In this paper, we outline current and emerging approaches for designing and optimizing genetically encoded small-molecule biosensors: using naturally-occurring sensory proteins as scaffolds for building sensors recognition domains, strategies for engineering and optimizing ligand specificity, creating novel biosensor architecture, and engineering fluorescent proteins with desirable properties to optimize biosensor output. We also discuss the importance of linker design in the overall process, and explore how computational and high-throughput methods are aiding biosensor design. Throughout the review we highlight several outstanding recent research articles that have used a combination of these techniques to produce novel genetically encoded small-molecule biosensors for applications in research, medicine and neuroscience.
A massive well done to Cassidy, who graduated last year with First Class Honours. We also found out that she can add “good at throwing mortarboards” to her long list of skills.
Well done Cassidy!
A massive congratulations to Dr Brendon Lee and Dr Eleanor Campbell, who celebrated their graduations at the end of 2018. They looked very nice and happy in their floppy hats. Smiles all around!
Brendon has taken up a post-doctoral position in the Jackson group and Eleanor has been working as a post-doc in the Hollfelder group at the University of Cambridge.
You can find some of Brendon’s work here: https://scholar.google.com/citations?hl=en&user=HiRpH44AAAAJ&view_op=list_works&sortby=pubdate
Find a list of Eleanor’s publications here: https://scholar.google.com.au/citations?user=py1VAe8AAAAJ&hl=en
In this work, recently published in the Journal of Biological Chemistry, we use a number of biochemical and structural analyses to show that a previously uncharacterised protein from Mycobacterium smegmatis acts as a flavin-sequestering protein that is required for survival during hypoxia. We show that this protein is a member of the flavin- and deazaflavin-dependent oxidoreductases (FDORs) and is distributed across mycobacterial species. X-ray crystallography revealed how FAD binds and showed no other substrate-binding cavities – consistent with its role as a flavin-sequestering protein. These findings present a new paradigm in mycobacterial adaptation to hypoxia.
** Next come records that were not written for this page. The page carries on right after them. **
//! Versioned config store with change notification.
//!
//! `ConfigStore<T>` keeps the current value behind `Arc<RwLock<T>>` and
//! bumps a `watch` channel on every update, so the orchestrator can react
//! to configuration events without polling.

use std::sync::Arc;
use tokio::sync::{RwLock, watch};

/// A shared configuration value with change notification.
///
/// Readers take cloned snapshots with [`current`](ConfigStore::current);
/// subscribers receive a [`ConfigWatcher`] that resolves on the next
/// [`update`](ConfigStore::update) or [`modify`](ConfigStore::modify).
pub struct ConfigStore<T> {
    inner: Arc<ConfigStoreInner<T>>,
}

struct ConfigStoreInner<T> {
    data: RwLock<T>,
    version_tx: watch::Sender<u64>,
}

/// Receives notifications when a [`ConfigStore`] is updated.
pub struct ConfigWatcher {
    version_rx: watch::Receiver<u64>,
}

impl<T: Clone> ConfigStore<T> {
    pub fn new(initial: T) -> Self {
        let (version_tx, _) = watch::channel(0u64);
        Self {
            inner: Arc::new(ConfigStoreInner {
                data: RwLock::new(initial),
                version_tx,
            }),
        }
    }

    /// Replace the stored value and notify all watchers.
    pub async fn update(&self, value: T) {
        self.modify(|current| *current = value).await;
    }

    /// Edit the stored value in place and notify all watchers.
    pub async fn modify(&self, edit: impl FnOnce(&mut T)) {
        let mut guard = self.inner.data.write().await;
        edit(&mut *guard);
        // Release the write lock before notifying so watchers can read
        // the new value right away.
        drop(guard);
        self.inner.version_tx.send_modify(|version| *version += 1);
    }

    /// A snapshot of the current value.
    pub async fn current(&self) -> T {
        self.inner.data.read().await.clone()
    }

    /// Number of updates applied since creation.
    pub fn version(&self) -> u64 {
        *self.inner.version_tx.borrow()
    }

    /// Subscribe to change notifications.
    ///
    /// The watcher only fires for updates made after subscribing.
    pub fn subscribe(&self) -> ConfigWatcher {
        ConfigWatcher {
            version_rx: self.inner.version_tx.subscribe(),
        }
    }
}

impl<T> Clone for ConfigStore<T> {
    fn clone(&self) -> Self {
        Self {
            inner: Arc::clone(&self.inner),
        }
    }
}

impl ConfigWatcher {
    /// Wait until the config store is updated.
    ///
    /// Returns `Err` once the [`ConfigStore`] has been dropped.
    pub async fn changed(&mut self) -> Result<(), watch::error::RecvError> {
        self.version_rx.changed().await
    }
}
pub mod record;
pub mod view;
pub mod wallet;

pub use record::{TransactionDirection, TransactionRecord};
pub use view::{ConfirmationState, FiatValue, FilterOption, ViewItem};
pub use wallet::{AssetCode, CodeParseError, CurrencyCode, Wallet};
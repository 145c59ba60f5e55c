use crate::cache::BlockMeta;
use txfeed_sdk::objects::ConfirmationState;

/// Classifies a transaction mined at `block_height` against the wallet's
/// chain tip and confirmation threshold.
///
/// Depth is `tip - block_height + 1`. A tip that is unknown or below the
/// transaction's block (the sync engine lags or the chain reorganized)
/// counts as depth 1, since the including block is itself a tip.
pub fn confirmation_state(block_height: Option<u64>, meta: BlockMeta) -> ConfirmationState {
    let Some(height) = block_height else {
        return ConfirmationState::Pending;
    };
    let threshold = meta.confirmation_threshold.max(1);
    let depth = match meta.last_block_height {
        Some(tip) if tip >= height => tip - height + 1,
        _ => 1,
    };
    if depth >= u64::from(threshold) {
        ConfirmationState::Confirmed
    } else {
        ConfirmationState::Confirming {
            depth: u32::try_from(depth).unwrap_or(u32::MAX),
            threshold,
        }
    }
}
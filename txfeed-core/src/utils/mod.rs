pub mod confirmation;

pub use confirmation::confirmation_state;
This work was led by members of Greg Cook’s group (University of Otago/University of Auckland) and a collaboration with Trevor Rapson (CSIRO) and Chris Greening (Monash). Congratulations to all involved with this work.
Find the paper here.
Understanding how proteins gain new functions following gene duplication (i.e. neofunctionalisation) via structural changes is a key research theme in the Jackson group. In this paper, published recently in Insect Biochemistry and Molecular Biology, we use phylogenetic analysis, biochemical comparisons, and structural analysis to explore the evolutionary trajectories that link two Drosophila esterases.
This work was done in collaboration with members of John Oakeshott group (CSIRO). Congratulations to Davis and all those involved in this work!
Read the paper here
Read the paper here!
Cataracts, the clouding of the eye lens, is a leading cause of blindness and visual impairments worldwide. Cataracts form when oxidative stress in the lens causes lens proteins, such as crystallin, to destabilise and aggregate. The molecular basis for the oxidation-induced aggregation of these proteins, however, has remained elusive. In this paper, recently published in the Journal of Molecular Biology, we use X-ray crystallography and small-angle X-ray light scattering to describe the structure of a disulfide-linked dimer of human gammaS-crystallin. This disulfide-linked dimer is prone to forming aggregates and would likely be prevalent in aging eyes. These findings provide insight into how oxidative modification of crystallins contributes to cataract formation.
This work was a collaboration with, and led by, members of the Carver Group at the Australian National University. Congratulations to all involved!